Chiang Rak Noi (เชียงรากน้อย, /th/) is a tambon (subdistrict) in Bang Pa-in district, lower part of Phra Nakhon Si Ayutthaya province.

==History==

Chiang Rak Noi is part of the vast Chiang Rak plains in the Chao Phraya basin of central Thailand. It was originally governed by the Chiang Rak Noi Subdistrict Administrative Organization, but in 2007 this local government elevated it to a Subdistrict Municipality.

==Geography==
The terrain is a lowland, flooded, and most of the area is used for community and agriculture. Important water resources include Khlong Phutsa, which flows through the upper part, and Khlong Chiang Rak Noi, which flows through the lower part.

Chiang Rak Noi has a total area of 32.685 km^{2}, approximately 7.50 km southeast of downtown Bang Pa-in and approximately 26 km from city of Phra Nakhon Si Ayutthaya.

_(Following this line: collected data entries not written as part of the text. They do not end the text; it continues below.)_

//! # PKCS#1 v1.5 Signatures
//!
//! PKCS#1 v1.5 signing over raw bytes (the account token) and the matching
//! verification used by `verify` tooling and tests, including certificate
//! chain checks. PKCS#1 v1.5 is deterministic: the same key and message
//! always yield the same signature.

use const_oid::db::rfc5912::SHA_256_WITH_RSA_ENCRYPTION;
use der::Encode;
use rsa::pkcs1v15::{Signature, VerifyingKey};
use rsa::pkcs8::DecodePublicKey;
use rsa::RsaPublicKey;
use sha2::Sha256;
use signature::{SignatureEncoding, Signer, Verifier};
use x509_cert::Certificate;

use crate::certificate::CertifiedKey;
use crate::error::CryptoError;

/// Sign `message` with the private key of `signer`.
pub fn sign_pkcs1_sha256(signer: &CertifiedKey, message: &[u8]) -> Result<Vec<u8>, CryptoError> {
    let signature: Signature = signer
        .key()
        .signer()
        .try_sign(message)
        .map_err(|e| CryptoError::Signing(e.to_string()))?;
    Ok(signature.to_vec())
}

/// Verify a PKCS#1 v1.5 / SHA-256 signature.
pub fn verify_pkcs1_sha256(
    public_key: &RsaPublicKey,
    message: &[u8],
    signature: &[u8],
) -> Result<(), CryptoError> {
    let signature = Signature::try_from(signature)
        .map_err(|e| CryptoError::VerificationFailed(format!("malformed signature: {e}")))?;
    VerifyingKey::<Sha256>::new(public_key.clone())
        .verify(message, &signature)
        .map_err(|_| CryptoError::VerificationFailed("signature does not match".into()))
}

/// The RSA public key a certificate binds.
pub fn public_key_from_certificate(cert: &Certificate) -> Result<RsaPublicKey, CryptoError> {
    let spki = cert.tbs_certificate.subject_public_key_info.to_der()?;
    RsaPublicKey::from_public_key_der(&spki)
        .map_err(|e| CryptoError::Encoding(format!("certificate public key: {e}")))
}

/// Check that `issuer` signed `child`: names link and the signature over
/// the TBS certificate verifies with the issuer's key.
pub fn verify_issued_by(child: &Certificate, issuer: &Certificate) -> Result<(), CryptoError> {
    if child.tbs_certificate.issuer != issuer.tbs_certificate.subject {
        return Err(CryptoError::VerificationFailed(format!(
            "issuer name mismatch: expected {}, found {}",
            issuer.tbs_certificate.subject, child.tbs_certificate.issuer
        )));
    }
    if child.signature_algorithm.oid != SHA_256_WITH_RSA_ENCRYPTION {
        return Err(CryptoError::VerificationFailed(format!(
            "unsupported signature algorithm {}",
            child.signature_algorithm.oid
        )));
    }
    let tbs = child.tbs_certificate.to_der()?;
    let signature = child.signature.as_bytes().ok_or_else(|| {
        CryptoError::VerificationFailed("signature has unused bits".into())
    })?;
    verify_pkcs1_sha256(&public_key_from_certificate(issuer)?, &tbs, signature)
}

/// Verify a chain ordered leaf first, ending in a self-signed root.
pub fn verify_chain(chain: &[Certificate]) -> Result<(), CryptoError> {
    let root = chain
        .last()
        .ok_or_else(|| CryptoError::VerificationFailed("empty certificate chain".into()))?;
    for pair in chain.windows(2) {
        verify_issued_by(&pair[0], &pair[1])?;
    }
    verify_issued_by(root, root)
}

It is bordered by Bang Krasan and Khlong Chik subdistricts in its district to the north; Wang Noi district in its province to the east, and Khlong Luang district in Pathum Thani province to the east and the south; and Bang Sai district in its province to the west.

==Climate==
The weather is generally quite hot, similar to other subdistricts of the district and provinces in the central region. The southwest monsoon blows from the Gulf of Thailand, causing heavy rain between May and October of each year.

==Administration==
Chiang Rak Noi is administered by two government bodies, which are Chiang Rak Noi Subdistrict Municipality and Phraintharacha Subdistrict Municipality.

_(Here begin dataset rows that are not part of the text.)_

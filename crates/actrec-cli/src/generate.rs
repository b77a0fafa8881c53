//! # Generate Subcommand
//!
//! Reads a request property list, consults the optional device registry,
//! runs one synthesis session, and writes the record.
//!
//! A device the registry marks as locked is refused before any key is
//! generated (exit code 2). A successful run is recorded in the registry.

use std::io::Write;
use std::path::{Path, PathBuf};

use anyhow::{Context, Result};
use clap::Args;

use actrec_core::{SynthesisConfig, SystemClock};
use actrec_record::{decode_attributes, generate_from_attributes};

use crate::registry::{DeviceRegistry, JsonFileRegistry};

/// Arguments for `actrec generate`.
#[derive(Args, Debug)]
pub struct GenerateArgs {
    /// Request property list (XML or binary).
    #[arg(long, short)]
    pub request: PathBuf,

    /// Where to write the record. Standard output when omitted.
    #[arg(long, short)]
    pub output: Option<PathBuf>,

    /// Write a binary property list instead of XML.
    #[arg(long)]
    pub binary: bool,

    /// JSON device registry to consult and update.
    #[arg(long)]
    pub registry: Option<PathBuf>,

    /// 64 hex characters seeding key generation, for reproducible output.
    #[arg(long)]
    pub seed: Option<String>,
}

/// Execute the generate subcommand.
pub fn run_generate(args: &GenerateArgs, config: &SynthesisConfig) -> Result<u8> {
    let mut config = config.clone();
    if let Some(seed) = &args.seed {
        config.rng_seed = Some(crate::parse_seed(seed)?);
    }
    let mut registry = args.registry.as_deref().map(JsonFileRegistry::new);
    cmd_generate(args, &config, registry.as_mut().map(|r| r as &mut dyn DeviceRegistry))
}

fn cmd_generate(
    args: &GenerateArgs,
    config: &SynthesisConfig,
    registry: Option<&mut dyn DeviceRegistry>,
) -> Result<u8> {
    let request = std::fs::read(&args.request)
        .with_context(|| format!("failed to read request: {}", args.request.display()))?;
    let attributes = decode_attributes(&request, &config.fallback)
        .with_context(|| format!("failed to decode request: {}", args.request.display()))?;
    let udid = attributes.unique_device_id();

    if let Some(registry) = registry {
        registry.open().context("failed to open device registry")?;
        if registry.is_locked(&udid)? {
            registry.close()?;
            println!("LOCKED: device {udid} is locked; no record generated");
            return Ok(2);
        }
        let artifacts = generate_from_attributes(&attributes, config, &SystemClock)?;
        write_record(args, &artifacts.record)?;
        let entry = registry.record_activation(&attributes, artifacts.issued_at)?;
        registry.close().context("failed to write device registry")?;
        tracing::info!(
            activations = entry.activation_count,
            "device registry updated"
        );
    } else {
        let artifacts = generate_from_attributes(&attributes, config, &SystemClock)?;
        write_record(args, &artifacts.record)?;
    }
    Ok(0)
}

fn write_record(args: &GenerateArgs, record: &actrec_record::ActivationRecord) -> Result<()> {
    let bytes = if args.binary {
        record.to_binary()?
    } else {
        record.to_xml()?
    };
    match &args.output {
        Some(path) => write_file(path, &bytes),
        None => {
            let mut stdout = std::io::stdout().lock();
            stdout.write_all(&bytes)?;
            stdout.flush()?;
            Ok(())
        }
    }
}

fn write_file(path: &Path, bytes: &[u8]) -> Result<()> {
    if let Some(parent) = path.parent().filter(|p| !p.as_os_str().is_empty()) {
        std::fs::create_dir_all(parent)
            .with_context(|| format!("failed to create directory: {}", parent.display()))?;
    }
    std::fs::write(path, bytes)
        .with_context(|| format!("failed to write record: {}", path.display()))?;
    eprintln!("OK: wrote {} ({} bytes)", path.display(), bytes.len());
    Ok(())
}
use std::env;

use crossterm::terminal;
use serde::Deserialize;

use crate::{
    cli::{Cli, ColourChoice},
    theme::Theme,
};

pub const DEFAULT_WIDTH: usize = 80;

/// Options consumed by the decoding pipeline and schema display.
#[derive(Clone, Debug, Deserialize)]
#[serde(default)]
pub struct DecoderSettings {
    pub validate: bool,
    pub secret: bool,
    pub colour: bool,
    /// Output width used for separators and columns.
    pub width: usize,
}

impl Default for DecoderSettings {
    fn default() -> DecoderSettings {
        DecoderSettings {
            validate: false,
            secret: false,
            colour: false,
            width: DEFAULT_WIDTH,
        }
    }
}

impl DecoderSettings {
    pub fn from_cli(cli: &Cli, stdout_is_terminal: bool) -> DecoderSettings {
        let colour = match cli.colour {
            Some(ColourChoice::Yes) => true,
            Some(ColourChoice::No) => false,
            None => stdout_is_terminal,
        };
        DecoderSettings {
            validate: cli.validate,
            secret: cli.secret,
            colour,
            width: terminal_width(
                env::var("COLUMNS").ok().as_deref(),
                stdout_is_terminal.then(detected_width).flatten(),
            ),
        }
    }

    pub fn theme(&self) -> Theme {
        Theme::new(self.colour)
    }
}

fn detected_width() -> Option<usize> {
    terminal::size().ok().map(|(columns, _)| usize::from(columns))
}

/// Output width: a positive `COLUMNS` value, else the width of the attached
/// terminal, else [`DEFAULT_WIDTH`].
pub fn terminal_width(columns: Option<&str>, detected: Option<usize>) -> usize {
    columns
        .and_then(|value| value.trim().parse::<usize>().ok())
        .filter(|&width| width > 0)
        .or(detected.filter(|&width| width > 0))
        .unwrap_or(DEFAULT_WIDTH)
}

#[cfg(test)]
mod tests {
    use clap::Parser;

    use super::*;

    #[test]
    fn width_from_columns() {
        assert_eq!(terminal_width(None, None), DEFAULT_WIDTH);
        assert_eq!(terminal_width(Some("132"), None), 132);
        assert_eq!(terminal_width(Some(" 100\n"), None), 100);
        assert_eq!(terminal_width(Some("0"), None), DEFAULT_WIDTH);
        assert_eq!(terminal_width(Some("-5"), None), DEFAULT_WIDTH);
        assert_eq!(terminal_width(Some("wide"), None), DEFAULT_WIDTH);
    }

    #[test]
    fn detected_width_unless_columns_is_set() {
        assert_eq!(terminal_width(None, Some(173)), 173);
        assert_eq!(terminal_width(Some("132"), Some(173)), 132);
        assert_eq!(terminal_width(Some("wide"), Some(173)), 173);
        assert_eq!(terminal_width(None, Some(0)), DEFAULT_WIDTH);
    }

    #[test]
    fn colour_follows_terminal_unless_forced() {
        let auto = Cli::try_parse_from(["fixdecoder"]).unwrap();
        assert!(DecoderSettings::from_cli(&auto, true).colour);
        assert!(!DecoderSettings::from_cli(&auto, false).colour);

        let off = Cli::try_parse_from(["fixdecoder", "--colour=no"]).unwrap();
        assert!(!DecoderSettings::from_cli(&off, true).colour);

        let on = Cli::try_parse_from(["fixdecoder", "--colour=yes"]).unwrap();
        assert!(DecoderSettings::from_cli(&on, false).colour);
    }

    #[test]
    fn toggles_are_copied() {
        let cli = Cli::try_parse_from(["fixdecoder", "--validate", "--secret"]).unwrap();
        let settings = DecoderSettings::from_cli(&cli, false);
        assert!(settings.validate);
        assert!(settings.secret);
        assert!(settings.width > 0);
    }
}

It is also consists of 12 administrative mubans (villages).

| No. | Name | Thai |
|---|---|---|
| 01. | Ban Nong Hoi | บ้านหนองหอย |
| 02. | Ban Nong Hoi | บ้านหนองหอย |
| 03. | Ban Khlong Prem | บ้านคลองเปรม |
| 04. | Ban Khlong Prem | บ้านคลองเปรม |
| 05. | Ban Bueng Bon | บ้านบึงบอน |
| 06. | Ban Phraintharacha | บ้านพระอินทราชา |
| 07. | Ban Phraintharacha | บ้านพระอินทราชา |
| 08. | Ban Rong It | บ้านโรงอิฐ |
| 09. | Ban Hua Khlong | บ้านหัวคลอง |
| 010. | Ban Khlong Prem | บ้านคลองเปรม |
| 011. | Ban Chiang Rak Noi | บ้านเชียงรากน้อย |
| 012. | Ban Lam Ruea Taek | บ้านลำเรือแตก |

==Transportation==
The subdistrict is served by the Chiang Rak Noi railway station of the State Railway of Thailand (SRT), whose north and northeast lines runs through the area.

Chiang Rak Noi can also be accessed by National Highway 1, Phahon Yothin road.